Investigating heavy industry’s vulnerability to outside competition, the report finds that the first phase of the EU ETS, from 2005 to 2007, had no significant impact on the industries studied. Analysis of the steel, cement, aluminium and refining sectors revealed no immediately evident change in trade flows and production patterns.

Many industries say that the EU ETS, due to be re-launched with stricter emissions reductions criteria as of 2013, will significantly drive up manufacturing costs. Rising costs would in turn expose the EU to ‘carbon leakage’, since manufacturers of energy-intensive goods like aluminium and cement would be forced to relocate their operations and emissions outside the bloc’s borders to remain internationally competitive.

The results of the paper seek to dismiss the “noises made by a handful of sectors about competitiveness losses” by “demystifying” fears about the effects of asymmetric emission obligations.

However, IEA analyst Julia Reinaud, the author of the study, cautions that “the future form of the EU ETS may change these findings for some heavy industries, as Europe has planned more ambitious emission reduction targets post-2012”.

In addition to relocating their operations outside the EU’s borders, where producing and emitting is cheaper, European companies could seek to import carbon-intensive semi-finished products from unconstrained regions.
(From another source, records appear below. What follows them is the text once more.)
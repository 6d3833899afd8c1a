//! Root locale provider and the hook components use to translate.
//!
//! # Design
//! - The resolver lives in one `use_mut_ref` at the root; a state handle mirrors
//!   the active locale so changes re-render the tree.
//! - Storage is read once in a mount effect, so the first paint shows the default.
//! - The document `lang` attribute tracks the active locale.

use crate::app::preferences::{BrowserStore, log_storage_error};
use crate::i18n::{
    DEFAULT_LOCALE, Hydration, LOCALE_STORAGE_KEY, LocaleCode, LocaleResolver, PersistOutcome,
    TranslationBundle,
};
use gloo::console;
use gloo::utils::document;
use yew::prelude::*;

/// Locale state shared with every component.
#[derive(Clone, PartialEq)]
pub(crate) struct LocaleContext {
    pub locale: LocaleCode,
    pub bundle: TranslationBundle,
    pub set_locale: Callback<LocaleCode>,
}

impl LocaleContext {
    pub(crate) fn t(&self, key: &str) -> String {
        self.bundle.text(key)
    }
}

#[derive(Properties, PartialEq)]
pub(crate) struct LocaleProviderProps {
    #[prop_or_default]
    pub children: Children,
}

#[function_component(LocaleProvider)]
pub(crate) fn locale_provider(props: &LocaleProviderProps) -> Html {
    let resolver = use_mut_ref(|| LocaleResolver::new(BrowserStore));
    let locale = use_state(|| DEFAULT_LOCALE);

    {
        let resolver = resolver.clone();
        let locale = locale.clone();
        use_effect_with_deps(
            move |_| {
                match resolver.borrow_mut().hydrate() {
                    Hydration::Restored(restored) => locale.set(restored),
                    Hydration::Ignored(raw) => {
                        console::warn!("ignoring unsupported stored locale", raw);
                    }
                    Hydration::Unreadable(err) => {
                        log_storage_error("get", LOCALE_STORAGE_KEY, &err.to_string());
                    }
                    Hydration::NothingStored | Hydration::AlreadyHydrated => {}
                }
                || ()
            },
            (),
        );
    }
    use_effect_with_deps(
        move |locale| {
            apply_lang(*locale);
            || ()
        },
        *locale,
    );

    let set_locale = {
        let resolver = resolver.clone();
        let locale = locale.clone();
        Callback::from(move |next: LocaleCode| {
            if let PersistOutcome::Failed(err) = resolver.borrow_mut().set_locale(next) {
                log_storage_error("set", LOCALE_STORAGE_KEY, &err.to_string());
            }
            locale.set(next);
        })
    };

    let context = LocaleContext {
        locale: *locale,
        bundle: TranslationBundle::new(*locale),
        set_locale,
    };

    html! {
        <ContextProvider<LocaleContext> context={context}>
            { for props.children.iter() }
        </ContextProvider<LocaleContext>>
    }
}

/// Locale context, or a default-locale context outside the provider.
#[hook]
pub(crate) fn use_locale() -> LocaleContext {
    use_context::<LocaleContext>().unwrap_or_else(|| LocaleContext {
        locale: DEFAULT_LOCALE,
        bundle: TranslationBundle::default(),
        set_locale: Callback::from(|_| ()),
    })
}

fn apply_lang(locale: LocaleCode) {
    if let Some(root) = document().document_element() {
        let _ = root.set_attribute("lang", locale.html_lang());
    }
}
// crates/hg_workflow/src/job.rs

//! 批量任务定义
//!
//! 一个批量任务是等差数列 t_i = t0 + i·increment (i = 0..count) 上的
//! Hardy Z 采样，附带调用方给定的标识，原样回传给回调。

use hg_config::limits::{check_count, check_hardy_t, check_increment};
use hg_config::PrecisionContext;
use hg_foundation::HgResult;
use rug::Float;

/// 批量任务
#[derive(Debug, Clone)]
pub struct BatchJob {
    /// 起点
    pub t0: Float,
    /// 步长
    pub increment: Float,
    /// 样本个数
    pub count: usize,
    /// 调用方标识
    pub caller_id: u32,
}

impl BatchJob {
    /// 创建任务（不做验证）
    pub fn new(t0: Float, increment: Float, count: usize, caller_id: u32) -> Self {
        Self {
            t0,
            increment,
            count,
            caller_id,
        }
    }

    /// 由十进制文本创建任务，按上下文位宽解析
    pub fn parse(
        ctx: &PrecisionContext,
        t0: &str,
        increment: &str,
        count: usize,
        caller_id: u32,
    ) -> HgResult<Self> {
        Ok(Self::new(
            ctx.parse_float(t0)?,
            ctx.parse_float(increment)?,
            count,
            caller_id,
        ))
    }

    /// 检查起点、步长、个数以及最后一个 t 是否在定义域内
    pub fn validate(&self) -> HgResult<()> {
        check_count(self.count)?;
        check_hardy_t(self.t0.to_f64())?;
        check_increment(self.increment.to_f64())?;
        if self.count > 1 {
            let last = self.t_at(self.count - 1, self.t0.prec().max(self.increment.prec()));
            check_hardy_t(last.to_f64())?;
        }
        Ok(())
    }

    /// 第 index 个采样点 t0 + index·increment
    pub fn t_at(&self, index: usize, bits: u32) -> Float {
        let offset = Float::with_val(bits, &self.increment * index as u64);
        Float::with_val(bits, &self.t0 + &offset)
    }
}

/// 一个 Hardy Z 样本
#[derive(Debug, Clone, PartialEq)]
pub struct HardyZSample {
    /// 全局序号
    pub index: usize,
    /// 采样点
    pub t: Float,
    /// Z(t)
    pub z: Float,
}
// crates/hg_workflow/src/lib.rs

//! HardyGram 批处理模块
//!
//! 在有界线程池上并行计算等差数列上的 Hardy Z，并按序号顺序交付。
//!
//! # 模块结构
//!
//! - [`job`]: 批量任务与样本
//! - [`driver`]: 批量驱动器与惰性样本流
//! - [`error`]: 批处理错误
//!
//! # 示例
//!
//! ```rust,no_run
//! use hg_config::SessionConfig;
//! use hg_numerics::CriticalLineSession;
//! use hg_workflow::{BatchHardyZDriver, BatchJob};
//!
//! let config = SessionConfig { workers: 4, ..SessionConfig::default() };
//! let session = CriticalLineSession::new(&config)?;
//! let driver = BatchHardyZDriver::from_session(&session)?;
//! let job = BatchJob::parse(session.context(), "100", "1", 5, 42)?;
//!
//! driver.run(&job, |sample, index, caller| {
//!     println!("[{}] #{} Z({}) = {}", caller, index, sample.t, sample.z);
//! })?;
//! # Ok::<(), hg_workflow::WorkflowError>(())
//! ```

#![warn(missing_docs)]
#![warn(clippy::all)]

pub mod driver;
pub mod error;
pub mod job;

// 重导出核心类型
pub use driver::{BatchHardyZDriver, HardyZStream};
pub use error::WorkflowError;
pub use job::{BatchJob, HardyZSample};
In the long run, the regime may additionally reduce investment and thereby also production capacity, which would worsen leakage further, Reinaud points out.

The report observes that generous free allocation of allowances and the general boom in relevant product prices may explain the absence of any significant EU effects. It also warns that leakage estimates for some sectors are “imprecise and highly uncertain,” and missing entirely for others.

However, it says fears of increased global emissions as a result of carbon leakage induced by an emission cap in a country or a region are exaggerated. “It is highly unlikely that carbon leakage would wipe out entirely an effort to reduce emissions in an industry,” Reinaud argues.

The report also reviews possible measures to mitigate carbon leakage, concluding that policies will have to be tailored to specific sectors or even sub-sectors as they will require different treatment. Trade-intensity and the ability to transfer increased costs to customers are important for evaluating risks, but singling out the effects of climate policy from other factors such as economic growth remains a major challenge, the report concludes.

The current review of the EU ETS, which proposes capping emissions to 21% below 2005 levels by 2020 and enlarging the scope to new sectors, has encountered fierce opposition from certain industry sectors. They argue that without safeguards, they would be tempted to take their activities to countries where environmental regulations are less stringent (see EURACTIV LinksDossier).